Below are the records. State how many of their lines hold the word "MissingBlockRequest", and add nothing else.

*** Opening of DATA TO EXAMINE ***

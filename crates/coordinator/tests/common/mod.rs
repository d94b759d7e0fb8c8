//! In-memory node implementations for driving the coordination services.

// Each integration-test binary compiles this module separately and uses
// a different subset of the helpers.
#![allow(dead_code)]

use async_trait::async_trait;
use coordinator::ports::{MissingBlockRequest, NodeHandle, NodeRpc, SyncState};
use coordinator::registry::ClientRegistry;
use parking_lot::Mutex;
use primitive_types::{H256, U256};
use shared_types::{
    BlockBody, ClientError, ExternalBlock, Location, Receipt, ReceiptBlock, SealedBlock, Tier,
    TieredHeader, Transaction, REGIONS, ZONES_PER_REGION,
};
use std::collections::{HashMap, VecDeque};
use std::sync::atomic::{AtomicBool, Ordering};
use std::sync::Arc;
use tokio::sync::mpsc;

/// A message a mock node received from the coordinator.
#[derive(Debug, Clone, PartialEq)]
pub enum Sent {
    /// `send_external_block` with the mined-context annotation.
    External { context: Tier },
    /// `send_mined_block`.
    Mined,
}

/// Scriptable in-memory chain node.
#[derive(Default)]
pub struct MockNode {
    online: AtomicBool,
    sent: Mutex<Vec<Sent>>,
    pending_queue: Mutex<VecDeque<Option<ReceiptBlock>>>,
    default_pending: Mutex<Option<ReceiptBlock>>,
    pending_calls: Mutex<u64>,
    latest_header: Mutex<TieredHeader>,
    blocks: Mutex<HashMap<H256, SealedBlock>>,
    receipt_blocks: Mutex<HashMap<H256, ReceiptBlock>>,
    externals: Mutex<HashMap<(H256, Tier), ExternalBlock>>,
    external_lookups: Mutex<Vec<(H256, Tier)>>,
    pending_subs: Mutex<Vec<mpsc::Sender<TieredHeader>>>,
    head_subs: Mutex<Vec<mpsc::Sender<TieredHeader>>>,
    missing_subs: Mutex<Vec<mpsc::Sender<MissingBlockRequest>>>,
}

impl MockNode {
    pub fn new() -> Arc<Self> {
        let node = Self::default();
        node.online.store(true, Ordering::SeqCst);
        Arc::new(node)
    }

    pub fn set_online(&self, online: bool) {
        self.online.store(online, Ordering::SeqCst);
    }

    /// Queue one scripted `pending_block` response; once the queue is
    /// drained the default pending block is served.
    pub fn queue_pending(&self, block: Option<ReceiptBlock>) {
        self.pending_queue.lock().push_back(block);
    }

    pub fn set_default_pending(&self, block: ReceiptBlock) {
        *self.default_pending.lock() = Some(block);
    }

    pub fn set_latest_header(&self, header: TieredHeader) {
        *self.latest_header.lock() = header;
    }

    pub fn insert_block(&self, block: SealedBlock) {
        self.blocks.lock().insert(block.hash(), block);
    }

    pub fn insert_receipts(&self, hash: H256, block: ReceiptBlock) {
        self.receipt_blocks.lock().insert(hash, block);
    }

    pub fn insert_external(&self, hash: H256, external: ExternalBlock) {
        self.externals.lock().insert((hash, external.context), external);
    }

    /// Deliver a pending-block notification to every subscriber.
    pub async fn push_pending_notification(&self) {
        let senders = self.pending_subs.lock().clone();
        for sender in senders {
            let _ = sender.send(TieredHeader::default()).await;
        }
    }

    /// Deliver a new-head event to every subscriber.
    pub async fn push_head(&self, header: TieredHeader) {
        let senders = self.head_subs.lock().clone();
        for sender in senders {
            let _ = sender.send(header.clone()).await;
        }
    }

    /// Deliver a missing-block request to every subscriber.
    pub async fn push_missing_request(&self, request: MissingBlockRequest) {
        let senders = self.missing_subs.lock().clone();
        for sender in senders {
            let _ = sender.send(request).await;
        }
    }

    pub fn sent(&self) -> Vec<Sent> {
        self.sent.lock().clone()
    }

    pub fn external_count(&self) -> usize {
        self.sent()
            .iter()
            .filter(|m| matches!(m, Sent::External { .. }))
            .count()
    }

    pub fn mined_count(&self) -> usize {
        self.sent().iter().filter(|m| matches!(m, Sent::Mined)).count()
    }

    /// External-view probes this node answered, in call order.
    pub fn external_lookups(&self) -> Vec<(H256, Tier)> {
        self.external_lookups.lock().clone()
    }

    pub fn pending_calls(&self) -> u64 {
        *self.pending_calls.lock()
    }
}

#[async_trait]
impl NodeRpc for MockNode {
    async fn sync_progress(&self) -> Result<Option<SyncState>, ClientError> {
        Ok(None)
    }

    async fn subscribe_pending_blocks(
        &self,
    ) -> Result<mpsc::Receiver<TieredHeader>, ClientError> {
        let (tx, rx) = mpsc::channel(16);
        self.pending_subs.lock().push(tx);
        Ok(rx)
    }

    async fn subscribe_new_heads(&self) -> Result<mpsc::Receiver<TieredHeader>, ClientError> {
        let (tx, rx) = mpsc::channel(16);
        self.head_subs.lock().push(tx);
        Ok(rx)
    }

    async fn subscribe_missing_external_blocks(
        &self,
    ) -> Result<mpsc::Receiver<MissingBlockRequest>, ClientError> {
        let (tx, rx) = mpsc::channel(16);
        self.missing_subs.lock().push(tx);
        Ok(rx)
    }

    async fn pending_block(&self) -> Result<Option<ReceiptBlock>, ClientError> {
        *self.pending_calls.lock() += 1;
        if let Some(scripted) = self.pending_queue.lock().pop_front() {
            return Ok(scripted);
        }
        Ok(self.default_pending.lock().clone())
    }

    async fn block_by_hash(&self, hash: H256) -> Result<Option<SealedBlock>, ClientError> {
        Ok(self.blocks.lock().get(&hash).cloned())
    }

    async fn header_by_number(&self, _number: Option<u64>) -> Result<TieredHeader, ClientError> {
        if !self.online.load(Ordering::SeqCst) {
            return Err(ClientError::Connection("node offline".into()));
        }
        Ok(self.latest_header.lock().clone())
    }

    async fn block_receipts(&self, hash: H256) -> Result<Option<ReceiptBlock>, ClientError> {
        Ok(self.receipt_blocks.lock().get(&hash).cloned())
    }

    async fn external_block(
        &self,
        hash: H256,
        context: Tier,
    ) -> Result<Option<ExternalBlock>, ClientError> {
        self.external_lookups.lock().push((hash, context));
        Ok(self.externals.lock().get(&(hash, context)).cloned())
    }

    async fn send_external_block(
        &self,
        _block: &SealedBlock,
        _receipts: &[Receipt],
        context: Tier,
    ) -> Result<(), ClientError> {
        self.sent.lock().push(Sent::External { context });
        Ok(())
    }

    async fn send_mined_block(
        &self,
        _block: &SealedBlock,
        _broadcast: bool,
        _announce: bool,
    ) -> Result<(), ClientError> {
        self.sent.lock().push(Sent::Mined);
        Ok(())
    }

    async fn submit_hashrate(&self, _rate: u64, _id: H256) -> Result<(), ClientError> {
        Ok(())
    }
}

/// A fully populated 1 + R + R*Z mock network.
pub struct MockNetwork {
    pub prime: Arc<MockNode>,
    pub regions: Vec<Arc<MockNode>>,
    pub zones: Vec<Vec<Arc<MockNode>>>,
}

impl MockNetwork {
    pub fn full() -> Self {
        Self {
            prime: MockNode::new(),
            regions: (0..REGIONS).map(|_| MockNode::new()).collect(),
            zones: (0..REGIONS)
                .map(|_| (0..ZONES_PER_REGION).map(|_| MockNode::new()).collect())
                .collect(),
        }
    }

    pub fn registry(&self) -> Arc<ClientRegistry> {
        let prime: NodeHandle = self.prime.clone();
        let regions = self
            .regions
            .iter()
            .map(|n| Some(n.clone() as NodeHandle))
            .collect();
        let zones = self
            .zones
            .iter()
            .map(|row| row.iter().map(|n| Some(n.clone() as NodeHandle)).collect())
            .collect();
        Arc::new(ClientRegistry::new(Some(prime), regions, zones).unwrap())
    }

    pub fn node_at(&self, location: Location) -> &Arc<MockNode> {
        match location.tier() {
            Tier::Prime => &self.prime,
            Tier::Region => &self.regions[location.region_index().unwrap()],
            Tier::Zone => {
                &self.zones[location.region_index().unwrap()][location.zone_index().unwrap()]
            }
        }
    }

    /// Every node with its location, PRIME first.
    pub fn all(&self) -> Vec<(Location, &Arc<MockNode>)> {
        let mut nodes = vec![(Location::PRIME, &self.prime)];
        for (r, region) in self.regions.iter().enumerate() {
            nodes.push((Location::region(r as u8 + 1), region));
        }
        for (r, row) in self.zones.iter().enumerate() {
            for (z, zone) in row.iter().enumerate() {
                nodes.push((Location::new(r as u8 + 1, z as u8 + 1), zone));
            }
        }
        nodes
    }
}

/// A header with every tier slot filled and workable difficulties.
pub fn complete_header(location: Location) -> TieredHeader {
    let mut header = TieredHeader::default();
    header.location = location;
    header.number = [Some(100), Some(200), Some(300)];
    header.difficulty = [
        U256::from(4_000u64),
        U256::from(400u64),
        U256::from(40u64),
    ];
    header.time = 1_700_000_000;
    header
}

/// A pending block whose `tier` slot is populated.
pub fn pending_block(tier: Tier, number: u64, time: u64, location: Location) -> ReceiptBlock {
    let mut header = TieredHeader::default();
    header.location = location;
    header.number[tier.index()] = Some(number);
    header.difficulty[tier.index()] = U256::from(1_000u64);
    header.time = time;
    let tx = Transaction {
        hash: H256::repeat_byte(number as u8),
        raw: vec![tier.index() as u8, number as u8],
    };
    ReceiptBlock {
        header,
        body: BlockBody {
            transactions: vec![tx.clone()],
            uncles: vec![],
        },
        receipts: vec![Receipt {
            tx_hash: tx.hash,
            status: 1,
            gas_used: 21_000,
        }],
    }
}

/// Sleep long enough for spawned tasks to settle.
pub async fn settle() {
    tokio::time::sleep(std::time::Duration::from_millis(80)).await;
}
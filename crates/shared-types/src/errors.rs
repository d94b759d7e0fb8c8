//! # Error Types
//!
//! Errors shared by everything that talks to a chain node.

use crate::location::Location;
use thiserror::Error;

/// Errors surfaced by a node RPC client.
///
/// Every variant except `Unavailable` is transient from the
/// coordinator's point of view: the owning task logs it and retries
/// under its backoff policy, or drops the event and waits for the next
/// one.
#[derive(Debug, Clone, Error)]
pub enum ClientError {
    /// The transport could not be established or was lost.
    #[error("connection failed: {0}")]
    Connection(String),

    /// A call exceeded its deadline.
    #[error("rpc call timed out after {timeout_secs}s")]
    Timeout {
        /// The deadline that expired.
        timeout_secs: u64,
    },

    /// The node answered with a JSON-RPC error.
    #[error("rpc error {code}: {message}")]
    Rpc {
        /// JSON-RPC error code.
        code: i64,
        /// JSON-RPC error message.
        message: String,
    },

    /// A subscription could not be established or was dropped.
    #[error("subscription failed: {0}")]
    Subscription(String),

    /// A payload could not be encoded or decoded.
    #[error("serialization failed: {0}")]
    Serialization(String),

    /// No client is registered for the addressed chain.
    #[error("no client available for {0}")]
    Unavailable(Location),
}

impl ClientError {
    /// Whether the caller may retry the operation.
    pub fn is_transient(&self) -> bool {
        !matches!(self, Self::Unavailable(_))
    }
}
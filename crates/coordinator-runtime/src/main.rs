//! # Strata Coordinator
//!
//! Entry point for the merge-mining coordinator: loads the config,
//! applies the optional manual location override and hands off to the
//! supervisor.
//!
//! ```text
//! strata-coordinator                    # per config: auto-mine or listen
//! strata-coordinator <region> <zone> 1  # mine the given slice
//! strata-coordinator <region> <zone> 0  # listen only
//! ```

mod adapters;
mod config;
mod supervisor;

use anyhow::{bail, Result};
use clap::Parser;
use config::CoordinatorConfig;
use shared_types::Location;
use std::path::PathBuf;
use supervisor::ManualOverride;
use tracing::info;
use tracing_subscriber::EnvFilter;

#[derive(Debug, Parser)]
#[command(
    name = "strata-coordinator",
    about = "Merge-mining coordinator for the Strata network"
)]
struct Cli {
    /// Region ordinal of the slice to mine (manual override).
    region: Option<u64>,

    /// Zone ordinal of the slice to mine (manual override).
    zone: Option<u64>,

    /// 1 to mine the slice, anything else to listen.
    mine: Option<u64>,

    /// Path to the configuration file.
    #[arg(long, env = "STRATA_CONFIG", default_value = "coordinator.toml")]
    config: PathBuf,
}

impl Cli {
    fn manual_override(&self) -> Result<Option<ManualOverride>> {
        let location = match (self.region, self.zone) {
            (Some(region), Some(zone)) => Location::from_wire(region, zone),
            (None, None) => return Ok(None),
            _ => bail!("a manual location needs both a region and a zone"),
        };
        if !location.is_zone() || !location.in_bounds() {
            bail!("location {location} does not name a zone in the topology");
        }
        Ok(Some(ManualOverride {
            location,
            mine: self.mine == Some(1),
        }))
    }
}

#[tokio::main]
async fn main() -> Result<()> {
    let filter = EnvFilter::try_from_default_env().unwrap_or_else(|_| EnvFilter::new("info"));
    tracing_subscriber::fmt().with_env_filter(filter).init();

    let cli = Cli::parse();
    let manual = cli.manual_override()?;
    let config = CoordinatorConfig::load(&cli.config)?;
    info!(config = %cli.config.display(), "configuration loaded");

    supervisor::run(config, manual).await
}
//! The text preprocessor.
//!
//! [`TextPreprocessor::clean`] maps raw post text to cleaned text in five
//! fixed steps:
//!
//! 1. delete emoji runs
//! 2. delete `http(s)://` links
//! 3. tokenize into words and punctuation
//! 4. drop tokens whose lower-cased form is a stopword
//! 5. join the survivors with single spaces
//!
//! Stripping must precede tokenization, otherwise a link would fall apart
//! into `https`, `:`, `//` and path fragments. Surviving tokens keep their
//! original casing.
//!
//! The preprocessor owns its stopword set and compiled patterns and never
//! changes them after construction, so a single instance can be shared by
//! reference across threads.

use postclean_types::{CodepointRange, PreprocessorConfig, DEFAULT_EMOJI_RANGES};
use tracing::info;

use crate::analyzer::{Scrubber, StopwordSet, WordTokenizer};
use crate::error::Result;

/// Emoji/URL stripping, tokenization and stopword filtering.
///
/// # Examples
///
/// ```
/// use postclean_core::{StopwordSet, TextPreprocessor};
///
/// let pre = TextPreprocessor::new(StopwordSet::from_words(["и", "я"])).unwrap();
/// assert_eq!(pre.clean("Привет 😀 https://t.me/x мир и я"), "Привет мир");
/// ```
#[derive(Debug, Clone)]
pub struct TextPreprocessor {
    scrubber: Scrubber,
    tokenizer: WordTokenizer,
    stopwords: StopwordSet,
}

impl TextPreprocessor {
    /// Builds a preprocessor with the default emoji ranges.
    ///
    /// # Errors
    ///
    /// Fails only if the URL or emoji pattern does not compile.
    pub fn new(stopwords: StopwordSet) -> Result<Self> {
        Self::with_ranges(stopwords, &DEFAULT_EMOJI_RANGES)
    }

    /// Builds a preprocessor with custom emoji ranges.
    pub fn with_ranges(stopwords: StopwordSet, ranges: &[CodepointRange]) -> Result<Self> {
        Ok(Self {
            scrubber: Scrubber::new(ranges)?,
            tokenizer: WordTokenizer::new(),
            stopwords,
        })
    }

    /// Builds a preprocessor from configuration.
    ///
    /// The stopword file, when set, replaces the built-in list for
    /// `language`. `extra_stopwords` are added on top of either.
    ///
    /// # Errors
    ///
    /// Returns an error for an unknown language, an unreadable stopword
    /// file, or a malformed emoji range. All of these are startup failures.
    pub fn from_config(config: &PreprocessorConfig) -> Result<Self> {
        config.validate()?;

        let mut stopwords = match &config.stopwords_file {
            Some(path) => StopwordSet::from_file(path)?,
            None => StopwordSet::for_language(&config.language)?,
        };
        stopwords.extend(&config.extra_stopwords);

        let preprocessor = Self::with_ranges(stopwords, &config.emoji_ranges)?;
        info!(
            language = %config.language,
            stopwords_file = ?config.stopwords_file,
            stopwords = preprocessor.stopwords.len(),
            emoji_ranges = config.emoji_ranges.len(),
            "text preprocessor ready"
        );
        Ok(preprocessor)
    }

    /// Stopwords this preprocessor filters.
    #[inline]
    pub fn stopwords(&self) -> &StopwordSet {
        &self.stopwords
    }

    /// Emoji/URL scrubber used for the first two steps.
    #[inline]
    pub fn scrubber(&self) -> &Scrubber {
        &self.scrubber
    }

    /// Cleans text into an existing buffer.
    ///
    /// Clears `out` first and reuses its capacity.
    pub fn clean_into(&self, text: &str, out: &mut String) {
        out.clear();

        let scrubbed = self.scrubber.scrub(text);
        let mut lowered = String::new();

        self.tokenizer.tokenize(&scrubbed, |token, _, _| {
            if self.is_stopword(token, &mut lowered) {
                return;
            }
            if !out.is_empty() {
                out.push(' ');
            }
            out.push_str(token);
        });
    }

    /// Cleans text and returns a new String.
    #[inline]
    pub fn clean(&self, text: &str) -> String {
        let mut out = String::with_capacity(text.len());
        self.clean_into(text, &mut out);
        out
    }

    /// Lower-cases into `scratch` only when the token is not already lower-case ASCII.
    fn is_stopword(&self, token: &str, scratch: &mut String) -> bool {
        if self.stopwords.is_empty() {
            return false;
        }
        if token.bytes().all(|b| b.is_ascii() && !b.is_ascii_uppercase()) {
            return self.stopwords.contains_lowercase(token);
        }
        scratch.clear();
        scratch.extend(token.chars().flat_map(char::to_lowercase));
        self.stopwords.contains_lowercase(scratch)
    }
}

*** Close of DATA TO EXAMINE ***

ANSWER: 4